§ Work to be completed:
Show all lines below holding the string "Mutex".

[Input material]

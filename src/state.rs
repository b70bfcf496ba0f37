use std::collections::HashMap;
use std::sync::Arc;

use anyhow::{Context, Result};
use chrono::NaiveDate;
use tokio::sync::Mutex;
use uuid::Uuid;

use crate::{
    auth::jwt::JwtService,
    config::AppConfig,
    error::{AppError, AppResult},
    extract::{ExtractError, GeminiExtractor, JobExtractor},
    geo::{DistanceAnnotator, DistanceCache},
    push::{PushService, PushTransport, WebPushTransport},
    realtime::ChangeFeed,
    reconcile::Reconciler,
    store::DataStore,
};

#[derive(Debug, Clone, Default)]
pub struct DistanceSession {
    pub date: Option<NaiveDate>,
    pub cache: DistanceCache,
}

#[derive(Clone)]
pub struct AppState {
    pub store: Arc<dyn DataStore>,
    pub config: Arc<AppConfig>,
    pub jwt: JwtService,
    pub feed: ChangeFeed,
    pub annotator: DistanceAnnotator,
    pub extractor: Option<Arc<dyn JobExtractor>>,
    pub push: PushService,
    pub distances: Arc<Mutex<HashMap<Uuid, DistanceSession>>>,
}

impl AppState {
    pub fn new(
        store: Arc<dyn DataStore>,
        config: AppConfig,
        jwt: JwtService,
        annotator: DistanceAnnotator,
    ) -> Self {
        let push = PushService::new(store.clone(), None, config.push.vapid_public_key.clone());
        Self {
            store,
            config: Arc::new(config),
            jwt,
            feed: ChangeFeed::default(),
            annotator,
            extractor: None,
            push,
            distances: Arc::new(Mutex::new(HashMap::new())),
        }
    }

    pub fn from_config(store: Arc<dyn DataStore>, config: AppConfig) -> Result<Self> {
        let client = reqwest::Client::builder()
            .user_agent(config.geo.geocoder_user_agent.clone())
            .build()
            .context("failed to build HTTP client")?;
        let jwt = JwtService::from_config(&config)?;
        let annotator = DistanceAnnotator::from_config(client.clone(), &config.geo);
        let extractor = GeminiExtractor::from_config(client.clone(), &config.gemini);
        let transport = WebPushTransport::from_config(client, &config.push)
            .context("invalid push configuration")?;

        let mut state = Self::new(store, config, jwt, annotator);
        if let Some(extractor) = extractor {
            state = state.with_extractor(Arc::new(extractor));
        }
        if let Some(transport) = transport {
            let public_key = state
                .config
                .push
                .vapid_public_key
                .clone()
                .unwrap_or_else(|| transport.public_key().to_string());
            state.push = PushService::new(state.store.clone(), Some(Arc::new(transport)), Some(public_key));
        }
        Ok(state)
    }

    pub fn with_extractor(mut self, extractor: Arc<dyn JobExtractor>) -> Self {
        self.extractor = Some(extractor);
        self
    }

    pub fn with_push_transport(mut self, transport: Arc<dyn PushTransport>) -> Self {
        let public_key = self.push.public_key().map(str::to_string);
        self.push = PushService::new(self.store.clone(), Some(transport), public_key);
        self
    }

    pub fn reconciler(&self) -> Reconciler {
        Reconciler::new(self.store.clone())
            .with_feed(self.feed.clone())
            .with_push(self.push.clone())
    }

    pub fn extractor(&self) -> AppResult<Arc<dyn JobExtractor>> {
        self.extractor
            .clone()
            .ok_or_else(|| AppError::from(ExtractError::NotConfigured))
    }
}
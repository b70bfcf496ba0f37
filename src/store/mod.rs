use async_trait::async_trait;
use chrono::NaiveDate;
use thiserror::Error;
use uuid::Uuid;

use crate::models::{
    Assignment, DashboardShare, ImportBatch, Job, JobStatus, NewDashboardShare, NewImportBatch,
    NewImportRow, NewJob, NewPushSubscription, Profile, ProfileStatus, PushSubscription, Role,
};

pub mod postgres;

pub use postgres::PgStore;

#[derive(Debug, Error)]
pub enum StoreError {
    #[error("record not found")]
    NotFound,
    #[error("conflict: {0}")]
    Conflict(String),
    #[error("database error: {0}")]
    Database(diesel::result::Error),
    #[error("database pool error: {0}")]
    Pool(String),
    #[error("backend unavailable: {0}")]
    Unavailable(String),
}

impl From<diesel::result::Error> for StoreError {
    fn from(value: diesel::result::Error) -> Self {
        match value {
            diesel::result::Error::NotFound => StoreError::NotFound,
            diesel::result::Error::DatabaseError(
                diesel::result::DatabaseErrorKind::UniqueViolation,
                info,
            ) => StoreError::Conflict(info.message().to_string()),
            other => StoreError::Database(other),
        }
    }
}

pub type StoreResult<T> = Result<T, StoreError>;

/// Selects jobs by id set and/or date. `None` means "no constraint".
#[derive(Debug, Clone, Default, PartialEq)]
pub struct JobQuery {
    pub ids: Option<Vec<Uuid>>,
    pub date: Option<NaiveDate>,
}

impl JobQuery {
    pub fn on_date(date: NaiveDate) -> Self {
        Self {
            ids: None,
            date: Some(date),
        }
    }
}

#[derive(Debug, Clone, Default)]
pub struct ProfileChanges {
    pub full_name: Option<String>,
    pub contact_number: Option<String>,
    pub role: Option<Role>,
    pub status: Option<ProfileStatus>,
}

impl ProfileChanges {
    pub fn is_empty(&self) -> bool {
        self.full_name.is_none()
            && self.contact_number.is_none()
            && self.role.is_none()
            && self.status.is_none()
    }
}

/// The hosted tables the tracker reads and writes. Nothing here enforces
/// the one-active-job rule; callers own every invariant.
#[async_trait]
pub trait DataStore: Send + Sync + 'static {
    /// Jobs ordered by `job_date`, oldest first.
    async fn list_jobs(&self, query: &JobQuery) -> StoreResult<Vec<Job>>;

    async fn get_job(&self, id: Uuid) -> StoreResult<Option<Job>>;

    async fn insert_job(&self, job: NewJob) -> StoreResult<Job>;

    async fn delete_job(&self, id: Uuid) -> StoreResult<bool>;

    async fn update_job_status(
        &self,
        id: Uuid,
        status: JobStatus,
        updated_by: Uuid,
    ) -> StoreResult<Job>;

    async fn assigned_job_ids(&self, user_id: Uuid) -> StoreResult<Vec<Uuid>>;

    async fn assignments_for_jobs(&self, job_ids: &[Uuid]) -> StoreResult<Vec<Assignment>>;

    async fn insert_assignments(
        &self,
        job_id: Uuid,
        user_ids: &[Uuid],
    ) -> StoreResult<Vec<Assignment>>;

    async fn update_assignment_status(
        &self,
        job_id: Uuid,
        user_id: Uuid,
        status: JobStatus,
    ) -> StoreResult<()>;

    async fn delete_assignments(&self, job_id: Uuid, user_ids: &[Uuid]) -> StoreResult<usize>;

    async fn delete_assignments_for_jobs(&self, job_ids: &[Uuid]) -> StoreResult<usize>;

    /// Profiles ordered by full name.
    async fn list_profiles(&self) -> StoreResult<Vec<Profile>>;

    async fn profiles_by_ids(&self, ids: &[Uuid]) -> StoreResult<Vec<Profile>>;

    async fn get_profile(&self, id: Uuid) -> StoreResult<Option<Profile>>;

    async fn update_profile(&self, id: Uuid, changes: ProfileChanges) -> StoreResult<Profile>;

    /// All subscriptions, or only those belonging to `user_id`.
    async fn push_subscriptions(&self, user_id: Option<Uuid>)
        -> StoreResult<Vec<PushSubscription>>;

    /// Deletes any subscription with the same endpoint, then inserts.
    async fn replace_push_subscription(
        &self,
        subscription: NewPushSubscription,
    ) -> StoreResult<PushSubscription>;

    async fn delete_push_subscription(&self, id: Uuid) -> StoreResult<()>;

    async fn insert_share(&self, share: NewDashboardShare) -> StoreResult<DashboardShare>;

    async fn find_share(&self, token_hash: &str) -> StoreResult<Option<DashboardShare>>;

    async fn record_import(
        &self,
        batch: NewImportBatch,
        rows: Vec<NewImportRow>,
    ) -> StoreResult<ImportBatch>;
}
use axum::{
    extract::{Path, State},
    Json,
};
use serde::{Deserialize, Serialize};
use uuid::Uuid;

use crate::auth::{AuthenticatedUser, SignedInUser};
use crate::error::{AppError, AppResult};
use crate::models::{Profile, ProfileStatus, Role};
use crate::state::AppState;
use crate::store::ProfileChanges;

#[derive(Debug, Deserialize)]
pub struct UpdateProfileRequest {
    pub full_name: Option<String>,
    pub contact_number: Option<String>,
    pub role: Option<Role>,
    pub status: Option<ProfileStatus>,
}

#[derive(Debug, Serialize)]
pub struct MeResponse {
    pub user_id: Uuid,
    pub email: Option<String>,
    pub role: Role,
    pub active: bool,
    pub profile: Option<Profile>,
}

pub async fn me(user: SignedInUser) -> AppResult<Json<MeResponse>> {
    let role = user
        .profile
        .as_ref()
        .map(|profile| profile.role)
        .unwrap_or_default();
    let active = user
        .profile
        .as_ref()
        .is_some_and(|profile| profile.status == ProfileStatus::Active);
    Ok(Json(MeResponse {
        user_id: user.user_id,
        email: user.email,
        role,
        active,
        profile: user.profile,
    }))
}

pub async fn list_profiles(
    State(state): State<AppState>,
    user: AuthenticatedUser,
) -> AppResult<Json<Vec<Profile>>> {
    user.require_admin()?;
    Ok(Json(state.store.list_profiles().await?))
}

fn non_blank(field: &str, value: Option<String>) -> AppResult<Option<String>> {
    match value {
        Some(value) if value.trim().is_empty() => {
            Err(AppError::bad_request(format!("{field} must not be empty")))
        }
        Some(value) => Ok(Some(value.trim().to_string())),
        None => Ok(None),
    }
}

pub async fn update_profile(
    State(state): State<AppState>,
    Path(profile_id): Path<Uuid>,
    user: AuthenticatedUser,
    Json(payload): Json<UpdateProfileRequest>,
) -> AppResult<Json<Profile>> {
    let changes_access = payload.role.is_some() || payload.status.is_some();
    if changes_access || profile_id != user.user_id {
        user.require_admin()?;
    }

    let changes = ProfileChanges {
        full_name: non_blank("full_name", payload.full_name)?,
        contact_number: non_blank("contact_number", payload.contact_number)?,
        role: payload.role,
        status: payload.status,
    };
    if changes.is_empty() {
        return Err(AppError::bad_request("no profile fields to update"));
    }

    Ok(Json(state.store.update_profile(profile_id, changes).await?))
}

[/Input material]

§ Exercise response:
use tokio::sync::Mutex;
    pub distances: Arc<Mutex<HashMap<Uuid, DistanceSession>>>,
            distances: Arc::new(Mutex::new(HashMap::new())),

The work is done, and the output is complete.